Director Deep Dive: the emotional terror of Ari Aster

By Ryan O’Shea

About thirty minutes into Ari Aster’s Hereditary, there’s a disorienting tonal shift. The steering-wheel is wrenched to one side as the film turns from a depiction of a dysfunctional family to one irrevocably tormented by grief. This shift from dysfunction to collapse is what characterises Aster’s filmography. His work is effective as he spends time developing his characters, hinting at their flaws early on. When the antagonistic forces appear, these weaknesses are exploited. The true horror is exposed within the relationships themselves. He uses the horror genre not as a vehicle for cheap scares, but as a means to explore human drama.

In his early short film, The Strange Thing About the Johnsons (2011), we see the beginning of Aster’s focus. It is an uncomfortable film about an equally uncomfortable topic: a son abusing his father. One scene of a mother peeping through a hole in a fence (later recycled to great effect in Midsommar) hints at the voyeuristic quality of his films. We are also peeping in at private lives, seeing hidden iniquities and horrors.

This lingering camera and the slow-burn of the plot render us helpless to the twists and the sudden cuts to grotesque close-ups.

Ryan O’Shea

This voyeuristic quality is developed further in his first feature film: Hereditary (2018). The matriarch, Annie Graham (played with great emotional dexterity by Toni Collette), is an artist who creates doll-house re-enactments of her life’s most private past events, such as the death of her mother. These houses become more perverse as the film progresses, recreating horrific scenes in miniature. The cinematography (supervised by Aster’s collaborator, Pawel Pogorzelski) is also crafted to make the scenes feel as though we are looking inside a doll’s house. The film begins with a zoom into a miniature which transforms into an actual room of the house. Often, scenes are shot as if one wall is open to our gaze, facing the camera in the same direction, rendering the fourth wall invisible. This invasiveness adds to the overall discomfort which the film masterfully evokes. The camera moves slowly and lingers; the film frequently has a subtle sound of throbbing in the background, and we feel the same sense of unease the family feels as everything begins to collapse. This lingering camera and the slow-burn of the plot render us helpless to the twists and the sudden cuts to grotesque close-ups.
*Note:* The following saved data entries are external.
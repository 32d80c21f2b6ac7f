//! The entity store: sole owner of subjects, study logs, reviews and the
//! user profile.
//!
//! Every mutation updates memory first, then queues a snapshot of each
//! touched collection on the [`PersistenceWriter`]. Readers always see the
//! in-memory state, whatever the writer or the backend mirror are doing.

use std::sync::Arc;

use analytics::{compute_analytics, AnalyticsView};
use serde::de::DeserializeOwned;
use serde::Serialize;
use study::{
    new_id, Clock, LogId, ProfileUpdate, Review, ReviewId, StudyLog, StudyPayload, Subject,
    SubjectId, UserProfile,
};
use study_client::{ActorResolver, StudySubmission};
use tokio::sync::broadcast;

use crate::config::ScheduleConfig;
use crate::error::StoreError;
use crate::mirror::{MirrorEvent, MirrorHandle, MirrorJob};
use crate::persistence::{CollectionKey, KeyValueStore, PersistenceWriter, SeedData};
use crate::srs;

struct Mirror {
    handle: MirrorHandle,
    actors: Arc<dyn ActorResolver>,
}

pub struct EntityStore {
    profile: UserProfile,
    subjects: Vec<Subject>,
    /// Most recent first.
    logs: Vec<StudyLog>,
    reviews: Vec<Review>,
    writer: PersistenceWriter,
    clock: Arc<dyn Clock>,
    mirror: Option<Mirror>,
    config: ScheduleConfig,
}

impl EntityStore {
    /// Populate the store from `kv`.
    ///
    /// Each collection is read exactly once. A key that is absent or
    /// undecodable is replaced by its `seed` value, which is written back
    /// before this returns. A key that cannot be read at all also falls back
    /// to `seed` in memory, but the stored value is left untouched.
    pub async fn load<K: KeyValueStore>(
        kv: Arc<K>,
        seed: SeedData,
        clock: Arc<dyn Clock>,
    ) -> Self {
        let SeedData {
            profile,
            subjects,
            logs,
            reviews,
        } = seed;

        let profile = load_collection(kv.as_ref(), CollectionKey::User, profile).await;
        let subjects = load_collection(kv.as_ref(), CollectionKey::Subjects, subjects).await;
        let logs = load_collection(kv.as_ref(), CollectionKey::Logs, logs).await;
        let reviews = load_collection(kv.as_ref(), CollectionKey::Reviews, reviews).await;

        tracing::info!(
            subjects = subjects.len(),
            logs = logs.len(),
            reviews = reviews.len(),
            "Entity store loaded"
        );

        Self {
            profile,
            subjects,
            logs,
            reviews,
            writer: PersistenceWriter::spawn(kv),
            clock,
            mirror: None,
            config: ScheduleConfig::default(),
        }
    }

    pub fn with_config(mut self, config: ScheduleConfig) -> Self {
        self.config = config;
        self
    }

    /// Mirror every new study session to a backend, attributed to the actor
    /// `actors` resolves at registration time.
    pub fn with_mirror(mut self, handle: MirrorHandle, actors: Arc<dyn ActorResolver>) -> Self {
        self.mirror = Some(Mirror { handle, actors });
        self
    }

    pub fn config(&self) -> &ScheduleConfig {
        &self.config
    }

    // ------------------------------------------------------------------
    // Study sessions
    // ------------------------------------------------------------------

    /// Record a study session at the current time.
    ///
    /// A fresh session spawns one review per configured offset. A session
    /// that carries `origin_id` instead completes that review and spawns
    /// nothing.
    ///
    /// The log is in memory and queued for persistence before any backend
    /// work starts. If mirroring is configured but nobody is logged in, the
    /// log stays and [`StoreError::MissingActor`] reports its ID.
    pub fn register_study(&mut self, payload: StudyPayload) -> Result<LogId, StoreError> {
        if payload.origin_id.is_none() && !self.has_subject(&payload.subject) {
            return Err(StoreError::UnknownSubject(payload.subject));
        }

        let now = self.clock.now();
        let log = StudyLog {
            id: new_id(),
            subject: payload.subject.clone(),
            topic: payload.topic.clone(),
            difficulty: payload.difficulty,
            duration: payload.coerced_duration(),
            occurred_at: now,
            origin_id: payload.origin_id,
        };
        let log_id = log.id;

        match log.origin_id {
            Some(review_id) => match self.reviews.iter_mut().find(|r| r.id == review_id) {
                Some(review) => {
                    if review.complete(now) {
                        tracing::debug!(%review_id, "Review marked done by study session");
                    }
                }
                None => {
                    tracing::warn!(%review_id, %log_id, "Study completes an unknown review");
                }
            },
            None => {
                let batch = srs::generate_reviews(&log, &self.config.review_offsets);
                tracing::debug!(%log_id, count = batch.len(), "Reviews scheduled");
                self.reviews.extend(batch);
            }
        }

        tracing::info!(
            %log_id,
            subject = %log.subject,
            minutes = log.duration,
            review = log.origin_id.is_some(),
            "Study registered"
        );

        let submission_minutes = log.duration;
        let difficulty = log.difficulty;
        self.logs.insert(0, log);
        self.persist(CollectionKey::Logs);
        self.persist(CollectionKey::Reviews);

        if let Some(mirror) = &self.mirror {
            let actor_id = mirror
                .actors
                .resolve_actor_id()
                .map_err(|source| StoreError::MissingActor { log_id, source })?;
            mirror.handle.submit(MirrorJob {
                log_id,
                submission: StudySubmission::new(
                    actor_id,
                    payload.subject,
                    payload.topic,
                    submission_minutes,
                    difficulty.as_lowercase(),
                ),
            });
        }

        Ok(log_id)
    }

    /// Remove a study log. Reviews it spawned are kept.
    pub fn delete_study_log(&mut self, id: LogId) -> bool {
        let before = self.logs.len();
        self.logs.retain(|l| l.id != id);
        if self.logs.len() == before {
            tracing::debug!(log_id = %id, "Delete of unknown study log ignored");
            return false;
        }
        tracing::info!(log_id = %id, "Study log deleted");
        self.persist(CollectionKey::Logs);
        true
    }

    pub fn study_logs(&self) -> &[StudyLog] {
        &self.logs
    }

    /// Logs sorted by `occurred_at`, newest first.
    pub fn logs_by_recency(&self) -> Vec<&StudyLog> {
        let mut logs: Vec<&StudyLog> = self.logs.iter().collect();
        logs.sort_by(|a, b| b.occurred_at.cmp(&a.occurred_at));
        logs
    }

    // ------------------------------------------------------------------
    // Subjects
    // ------------------------------------------------------------------

    /// Create a subject. `color` falls back to the configured default.
    pub fn add_subject(&mut self, name: &str, color: Option<&str>) -> Result<SubjectId, StoreError> {
        let name = name.trim();
        if name.is_empty() {
            return Err(StoreError::EmptyName);
        }
        if self.has_subject(name) {
            return Err(StoreError::DuplicateSubject(name.to_string()));
        }

        let subject = Subject {
            id: new_id(),
            name: name.to_string(),
            color: color
                .filter(|c| !c.trim().is_empty())
                .unwrap_or(self.config.fallback_color.as_str())
                .to_string(),
        };
        let id = subject.id;
        tracing::info!(subject_id = %id, name = %subject.name, "Subject added");
        self.subjects.push(subject);
        self.persist(CollectionKey::Subjects);
        Ok(id)
    }

    /// Remove a subject together with every review filed under its name.
    pub fn delete_subject(&mut self, id: SubjectId) -> Option<Subject> {
        let Some(index) = self.subjects.iter().position(|s| s.id == id) else {
            tracing::debug!(subject_id = %id, "Delete of unknown subject ignored");
            return None;
        };
        let subject = self.subjects.remove(index);

        let before = self.reviews.len();
        self.reviews.retain(|r| r.subject != subject.name);
        tracing::info!(
            subject_id = %id,
            name = %subject.name,
            reviews_removed = before - self.reviews.len(),
            "Subject deleted"
        );

        self.persist(CollectionKey::Subjects);
        self.persist(CollectionKey::Reviews);
        Some(subject)
    }

    pub fn subjects(&self) -> &[Subject] {
        &self.subjects
    }

    pub fn subject_by_name(&self, name: &str) -> Option<&Subject> {
        self.subjects.iter().find(|s| s.name == name)
    }

    fn has_subject(&self, name: &str) -> bool {
        self.subject_by_name(name).is_some()
    }

    // ------------------------------------------------------------------
    // Reviews
    // ------------------------------------------------------------------

    pub fn reviews(&self) -> &[Review] {
        &self.reviews
    }

    pub fn review(&self, id: ReviewId) -> Option<&Review> {
        self.reviews.iter().find(|r| r.id == id)
    }

    /// Pending reviews, earliest due first.
    pub fn pending_reviews(&self) -> Vec<&Review> {
        let mut pending: Vec<&Review> = self.reviews.iter().filter(|r| r.is_pending()).collect();
        pending.sort_by_key(|r| r.due_date);
        pending
    }

    /// Done reviews, most recently completed first.
    pub fn done_reviews(&self) -> Vec<&Review> {
        let mut done: Vec<&Review> = self.reviews.iter().filter(|r| r.is_done()).collect();
        done.sort_by(|a, b| b.completed_at.cmp(&a.completed_at));
        done
    }

    /// Pending reviews due strictly before today.
    pub fn overdue_count(&self) -> usize {
        analytics::overdue_count(&self.reviews, self.clock.today())
    }

    /// Pending reviews due today or earlier.
    pub fn today_count(&self) -> usize {
        analytics::reviews_due_today(&self.reviews, self.clock.today())
    }

    pub fn analytics(&self) -> AnalyticsView {
        compute_analytics(
            &self.subjects,
            &self.logs,
            &self.reviews,
            self.clock.now(),
            &self.config.analytics,
        )
    }

    // ------------------------------------------------------------------
    // Profile
    // ------------------------------------------------------------------

    pub fn profile(&self) -> &UserProfile {
        &self.profile
    }

    pub fn update_profile(&mut self, update: ProfileUpdate) {
        self.profile.apply(update);
        tracing::info!("Profile updated");
        self.persist(CollectionKey::User);
    }

    /// Forget everything, in memory and on disk. The next [`load`](Self::load)
    /// starts from seed data again.
    pub fn delete_account(&mut self) {
        self.profile = UserProfile::default();
        self.subjects.clear();
        self.logs.clear();
        self.reviews.clear();
        for key in CollectionKey::ALL {
            self.writer.remove(key);
        }
        tracing::info!("Account deleted");
    }

    // ------------------------------------------------------------------
    // Background work
    // ------------------------------------------------------------------

    /// Wait for every queued persistence write to land.
    pub async fn flush(&self) -> Result<(), StoreError> {
        self.writer.flush().await?;
        Ok(())
    }

    /// Outcomes of backend submissions, if mirroring is configured.
    pub fn mirror_events(&self) -> Option<broadcast::Receiver<MirrorEvent>> {
        self.mirror.as_ref().map(|m| m.handle.subscribe())
    }

    /// Abandon pending backend submissions. Local state is unaffected.
    pub fn cancel_mirroring(&self) {
        if let Some(mirror) = &self.mirror {
            mirror.handle.cancel();
        }
    }

    /// Flush persistence and let the mirror drain.
    pub async fn close(self) -> Result<(), StoreError> {
        self.writer.flush().await?;
        if let Some(mirror) = self.mirror {
            mirror.handle.shutdown().await;
        }
        Ok(())
    }

    fn persist(&self, key: CollectionKey) {
        let snapshot = match key {
            CollectionKey::User => serde_json::to_value(&self.profile),
            CollectionKey::Subjects => serde_json::to_value(&self.subjects),
            CollectionKey::Logs => serde_json::to_value(&self.logs),
            CollectionKey::Reviews => serde_json::to_value(&self.reviews),
        };
        match snapshot {
            Ok(value) => self.writer.save(key, value),
            Err(e) => tracing::error!(%key, "Failed to serialize collection: {}", e),
        }
    }
}

async fn load_collection<K, T>(kv: &K, key: CollectionKey, seed: T) -> T
where
    K: KeyValueStore,
    T: Serialize + DeserializeOwned,
{
    match kv.get(key.as_str()).await {
        Ok(Some(value)) => match serde_json::from_value(value) {
            Ok(decoded) => return decoded,
            Err(e) => tracing::warn!(%key, "Stored collection is corrupt, reseeding: {}", e),
        },
        Ok(None) => tracing::info!(%key, "Collection absent, seeding defaults"),
        Err(e) => {
            tracing::warn!(%key, "Failed to read collection, using defaults for this session: {}", e);
            return seed;
        }
    }

    match serde_json::to_value(&seed) {
        Ok(value) => {
            if let Err(e) = kv.set(key.as_str(), &value).await {
                tracing::warn!(%key, "Failed to persist seed data: {}", e);
            }
        }
        Err(e) => tracing::error!(%key, "Failed to serialize seed data: {}", e),
    }
    seed
}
These techniques all serve to bolster the core of the film: the ability of the family to cope with grief. While Annie becomes explosive with accusatory rage, her son Peter goes into silent shock and fear. It is their inability to reconcile their differing responses – and the flaws in the structure of their family – that lead to the horrors of the high-energy finale. The film changes pace yet again in the final act – the camera switches between lingering pans and sharp swerves, the sound design is grisly and unforgiving, and the hidden machinations of the plot are revealed. This is a film that requires a second viewing.

Whilst Hereditary felt claustrophobic, Midsommar is dizzyingly open: the camera often pans in full circles, revealing open spaces.

Ryan O’Shea

Aster continues to display his ability to break down relationships and reveal the complexities behind them in his most recent film: Midsommar (2019). He focuses on Dani (played by Florence Pugh) and her relationship with her boyfriend, Christian. Christian plans to break up with her but tragedy strikes, so he instead invites her to accompany him and his friends to a remote community in Sweden during the ‘midsommar’ festival. We see again Aster’s ability to deconstruct relationships to their emotional core, bringing his characters to the depths of both grief and ecstasy.

Whilst Hereditary felt claustrophobic, Midsommar is dizzyingly open: the camera often pans in full circles, revealing open spaces. The bright light of the sun and drug-induced effects create an atmosphere of over-exposure – Dani and Christian’s relationship is literally laid bare. The camera still lingers, yet often cuts back to disturbing, gory shots. While the film is both unsettling and horrifying (a classic Aster film), the ending is surprisingly affirming. If Hereditary is a film of emotional collapse, Midsommar is one of both collapse and renewal.

This ability to use the genre to interrogate emotional states while still staying fresh is truly what makes Aster an iconic director. The 21st century has seen a rise in the horror-film auteur, with directors as varied as Bong Joon-Ho, Robert Eggers, Lynne Ramsay, and Jordan Peele bringing their own individual styles and creative visions to revitalise the genre for the modern age. Ari Aster has surely earned a place among these happy few, and I am confident that he will continue to shock and entertain in his films to come.